As a drive to support children with challenging family or economic backgrounds, an increasing number of soup kitchens for children have been set up in Japan. They offer the children in need, along with nutritious meals, place where they can come and relax.
A vegetable shop in Ota-ku, Tokyo, called Kimagure Yaoya Dandan (Whimsy vegetable shop Dandan), opened the first restaurant for needy children in Japan in 2012. Located in the same building with the vegetable shop, the restaurant opens every Thursday.
One day, the owner of the vegetable shop and the restaurant, Hiroko Kondo, 56, heard from one school teacher that some children he knew live on meals provided at school and one banana a day. So shocked she was that she decided to set up a restaurant to provide the children in need for food assistance with a place to come and eat properly unaccompanied by any adults. A meal costs JPY300 for a child and JPY500 for an adult. For those who can’t pay the cost for some reason, she acts flexibly.
Soon after the opening of the soup kitchen (5:30pm), a boy in his first year of junior high school and his young sister in the fifth year of primarily school appeared. They come to the restaurant every week while they wait for their mother to come home late from work. “I’m looking forward to Thursdays and having dinner with many others,” the boy said with a smile.
Yoshie Kaneko, 62, a freelance announcer, opens Nerima Kodomo Shokudo (Nerima Kids Restaurant) twice a month in Nerima-ku, Tokyo. The restaurant regularly has 50 customers a day, mostly children, and the room is always full of laughter of the young customers and volunteer workers.
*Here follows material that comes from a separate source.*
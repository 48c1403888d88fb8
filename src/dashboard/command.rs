pub mod dashboard_cmd;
A 46-year-old housewife was having dinner with her elementary school daughter. “I came here for the first time today but I thought this will be a good place for my daughter to develop her socializing skills,” she said.
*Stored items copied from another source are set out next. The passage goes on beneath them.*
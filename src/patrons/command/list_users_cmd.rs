use async_trait::async_trait;
use serde::{Deserialize, Serialize};
use crate::core::command::{Command, CommandError};
use crate::patrons::domain::PatronService;
use crate::patrons::dto::UserDto;

pub struct ListUsersCommand {
    patron_service: Box<dyn PatronService>,
}

impl ListUsersCommand {
    pub fn new(patron_service: Box<dyn PatronService>) -> Self {
        Self {
            patron_service,
        }
    }
}

#[derive(Debug, Deserialize)]
pub struct ListUsersCommandRequest {
    pub filter: Option<String>,
}

impl ListUsersCommandRequest {
    pub fn new(filter: Option<String>) -> Self {
        Self {
            filter,
        }
    }
}

#[derive(Debug, Serialize)]
pub struct ListUsersCommandResponse {
    pub users: Vec<UserDto>,
}

impl ListUsersCommandResponse {
    pub fn new(users: Vec<UserDto>) -> Self {
        Self {
            users,
        }
    }
}

#[async_trait]
impl Command<ListUsersCommandRequest, ListUsersCommandResponse> for ListUsersCommand {
    async fn execute(&self, req: ListUsersCommandRequest) -> Result<ListUsersCommandResponse, CommandError> {
        let res = match &req.filter {
            Some(term) => self.patron_service.filter_users(term).await,
            None => self.patron_service.list_users().await,
        };
        res.map_err(CommandError::from).map(ListUsersCommandResponse::new)
    }
}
According to the survey by the Ministry of Health, Labour and Welfare of Japan, in 2012, one out of six children live in poverty, a growing number of children eat dinner alone, and there are many children who are in need for food assistance.
To help the needy children nationwide, more and more restaurants for children are set up: In Tokyo and its surrounding area, there are approximately 30 kids’ restaurants. What’s more, many of them are open to local residents, thanks to a growing tendency for communities to assist and watch children grow, never letting them feel isolated.
“Everyone is welcome. Children with difficulties have dinner with many others. That’s what this place is for,” Kondo says. Kaneko also says, “I want to let many more needy children know about this place. Then they can come and spend time with other people.”